## WORK REQUIRED:
Below are the records. Reproduce the line that contains "elements.push(args[1].clone());" and every line after it to the end, exactly and alone.

○ ○ ○ ○ ○

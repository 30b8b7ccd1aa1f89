//! Abstract syntax tree for Tamarin programs.
//!
//! The `Display` implementations render every node back to a canonical source
//! form. The compiler relies on that rendering to order hash-literal keys
//! deterministically, and the parser tests assert against it.

use std::fmt;

/// A parsed program: the root of the AST.
#[derive(Debug, Clone, PartialEq, Default)]
pub struct Program {
    pub statements: Vec<Statement>,
}

#[derive(Debug, Clone, PartialEq)]
pub enum Statement {
    /// `let <name> = <value>;`
    Let { name: String, value: Expression },
    /// `return <value>;`
    Return(Expression),
    /// A bare expression used as a statement.
    Expression(Expression),
}

/// A `{ ... }` block as used by `if` arms and function bodies.
#[derive(Debug, Clone, PartialEq, Default)]
pub struct BlockStatement {
    pub statements: Vec<Statement>,
}

#[derive(Debug, Clone, PartialEq)]
pub enum Expression {
    Identifier(String),
    IntegerLiteral(i64),
    StringLiteral(String),
    BooleanLiteral(bool),
    Prefix {
        operator: String,
        right: Box<Expression>,
    },
    Infix {
        operator: String,
        left: Box<Expression>,
        right: Box<Expression>,
    },
    If {
        condition: Box<Expression>,
        consequence: BlockStatement,
        alternative: Option<BlockStatement>,
    },
    /// A function literal. `name` is filled in by the parser when the literal
    /// is the right-hand side of a `let`, which is what lets the compiler
    /// resolve self-references for recursion.
    FunctionLiteral {
        parameters: Vec<String>,
        body: BlockStatement,
        name: Option<String>,
    },
    Call {
        function: Box<Expression>,
        arguments: Vec<Expression>,
    },
    ArrayLiteral(Vec<Expression>),
    /// Key/value pairs in source order. The compiler sorts them by the key's
    /// source form before emitting code.
    HashLiteral(Vec<(Expression, Expression)>),
    Index {
        left: Box<Expression>,
        index: Box<Expression>,
    },
}

impl fmt::Display for Program {
    fn fmt(&self, f: &mut fmt::Formatter<'_>) -> fmt::Result {
        for statement in &self.statements {
            write!(f, "{statement}")?;
        }
        Ok(())
    }
}

impl fmt::Display for Statement {
    fn fmt(&self, f: &mut fmt::Formatter<'_>) -> fmt::Result {
        match self {
            Statement::Let { name, value } => write!(f, "let {name} = {value};"),
            Statement::Return(value) => write!(f, "return {value};"),
            Statement::Expression(expression) => write!(f, "{expression}"),
        }
    }
}

impl fmt::Display for BlockStatement {
    fn fmt(&self, f: &mut fmt::Formatter<'_>) -> fmt::Result {
        for statement in &self.statements {
            write!(f, "{statement}")?;
        }
        Ok(())
    }
}

impl fmt::Display for Expression {
    fn fmt(&self, f: &mut fmt::Formatter<'_>) -> fmt::Result {
        match self {
            Expression::Identifier(name) => write!(f, "{name}"),
            Expression::IntegerLiteral(value) => write!(f, "{value}"),
            Expression::StringLiteral(value) => write!(f, "{value}"),
            Expression::BooleanLiteral(value) => write!(f, "{value}"),
            Expression::Prefix { operator, right } => write!(f, "({operator}{right})"),
            Expression::Infix {
                operator,
                left,
                right,
            } => write!(f, "({left} {operator} {right})"),
            Expression::If {
                condition,
                consequence,
                alternative,
            } => {
                write!(f, "if{condition} {consequence}")?;
                if let Some(alternative) = alternative {
                    write!(f, "else {alternative}")?;
                }
                Ok(())
            }
            Expression::FunctionLiteral {
                parameters,
                body,
                name,
            } => {
                write!(f, "fn")?;
                if let Some(name) = name {
                    write!(f, "<{name}>")?;
                }
                write!(f, "({}) {body}", parameters.join(", "))
            }
            Expression::Call {
                function,
                arguments,
            } => {
                let arguments: Vec<String> = arguments.iter().map(|a| a.to_string()).collect();
                write!(f, "{function}({})", arguments.join(", "))
            }
            Expression::ArrayLiteral(elements) => {
                let elements: Vec<String> = elements.iter().map(|e| e.to_string()).collect();
                write!(f, "[{}]", elements.join(", "))
            }
            Expression::HashLiteral(pairs) => {
                let pairs: Vec<String> = pairs.iter().map(|(k, v)| format!("{k}:{v}")).collect();
                write!(f, "{{{}}}", pairs.join(", "))
            }
            Expression::Index { left, index } => write!(f, "({left}[{index}])"),
        }
    }
}
//! Built-in functions shared by the compiler, the VM, and the evaluator.
//!
//! The registry is an ordered list: the index of a builtin here is the index
//! the compiler emits with `GetBuiltin` and the index the VM uses to fetch
//! it, so the order is part of the compiled-code contract.

use std::fmt;
use std::rc::Rc;

use crate::error::{Error, Result};
use crate::value::{NULL, Value};

pub type BuiltinFn = fn(&[Value]) -> Result<Value>;

/// A named host function callable from Tamarin code.
#[derive(Clone, Copy)]
pub struct Builtin {
    pub name: &'static str,
    pub func: BuiltinFn,
}

impl fmt::Debug for Builtin {
    fn fmt(&self, f: &mut fmt::Formatter<'_>) -> fmt::Result {
        write!(f, "Builtin({})", self.name)
    }
}

impl PartialEq for Builtin {
    fn eq(&self, other: &Self) -> bool {
        self.name == other.name
    }
}

/// The builtin registry, in registration order.
pub const BUILTINS: &[Builtin] = &[
    Builtin {
        name: "len",
        func: builtin_len,
    },
    Builtin {
        name: "first",
        func: builtin_first,
    },
    Builtin {
        name: "last",
        func: builtin_last,
    },
    Builtin {
        name: "rest",
        func: builtin_rest,
    },
    Builtin {
        name: "push",
        func: builtin_push,
    },
    Builtin {
        name: "puts",
        func: builtin_puts,
    },
];

/// Find a builtin by name. The evaluator falls back to this after
/// environment lookup fails.
pub fn lookup(name: &str) -> Option<Builtin> {
    BUILTINS.iter().copied().find(|builtin| builtin.name == name)
}

fn check_arity(args: &[Value], want: usize) -> Result<()> {
    if args.len() != want {
        return Err(Error::BuiltinArity {
            got: args.len(),
            want,
        });
    }
    Ok(())
}

fn builtin_len(args: &[Value]) -> Result<Value> {
    check_arity(args, 1)?;
    match &args[0] {
        Value::Str(value) => Ok(Value::Integer(value.len() as i64)),
        Value::Array(elements) => Ok(Value::Integer(elements.len() as i64)),
        other => Err(Error::BuiltinUnsupportedArgument {
            name: "len",
            got: other.type_name(),
        }),
    }
}

fn builtin_first(args: &[Value]) -> Result<Value> {
    check_arity(args, 1)?;
    match &args[0] {
        Value::Array(elements) => Ok(elements.first().cloned().unwrap_or(NULL)),
        other => Err(Error::BuiltinWrongArgumentType {
            name: "first",
            want: "ARRAY",
            got: other.type_name(),
        }),
    }
}

fn builtin_last(args: &[Value]) -> Result<Value> {
    check_arity(args, 1)?;
    match &args[0] {
        Value::Array(elements) => Ok(elements.last().cloned().unwrap_or(NULL)),
        other => Err(Error::BuiltinWrongArgumentType {
            name: "last",
            want: "ARRAY",
            got: other.type_name(),
        }),
    }
}

fn builtin_rest(args: &[Value]) -> Result<Value> {
    check_arity(args, 1)?;
    match &args[0] {
        Value::Array(elements) => {
            if elements.is_empty() {
                return Ok(NULL);
            }
            Ok(Value::Array(Rc::new(elements[1..].to_vec())))
        }
        other => Err(Error::BuiltinWrongArgumentType {
            name: "rest",
            want: "ARRAY",
            got: other.type_name(),
        }),
    }
}

fn builtin_push(args: &[Value]) -> Result<Value> {
    check_arity(args, 2)?;
    match &args[0] {
        Value::Array(elements) => {
            // Non-mutating: the result is a fresh array.
            let mut elements = elements.as_ref().clone();
            elements.push(args[1].clone());
            Ok(Value::Array(Rc::new(elements)))
        }
        other => Err(Error::BuiltinWrongArgumentType {
            name: "push",
            want: "ARRAY",
            got: other.type_name(),
        }),
    }
}

fn builtin_puts(args: &[Value]) -> Result<Value> {
    for arg in args {
        println!("{arg}");
    }
    Ok(NULL)
}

○ ○ ○ ○ ○

## ANSWER AREA:
            elements.push(args[1].clone());
            Ok(Value::Array(Rc::new(elements)))
        }
        other => Err(Error::BuiltinWrongArgumentType {
            name: "push",
            want: "ARRAY",
            got: other.type_name(),
        }),
    }
}

fn builtin_puts(args: &[Value]) -> Result<Value> {
    for arg in args {
        println!("{arg}");
    }
    Ok(NULL)
}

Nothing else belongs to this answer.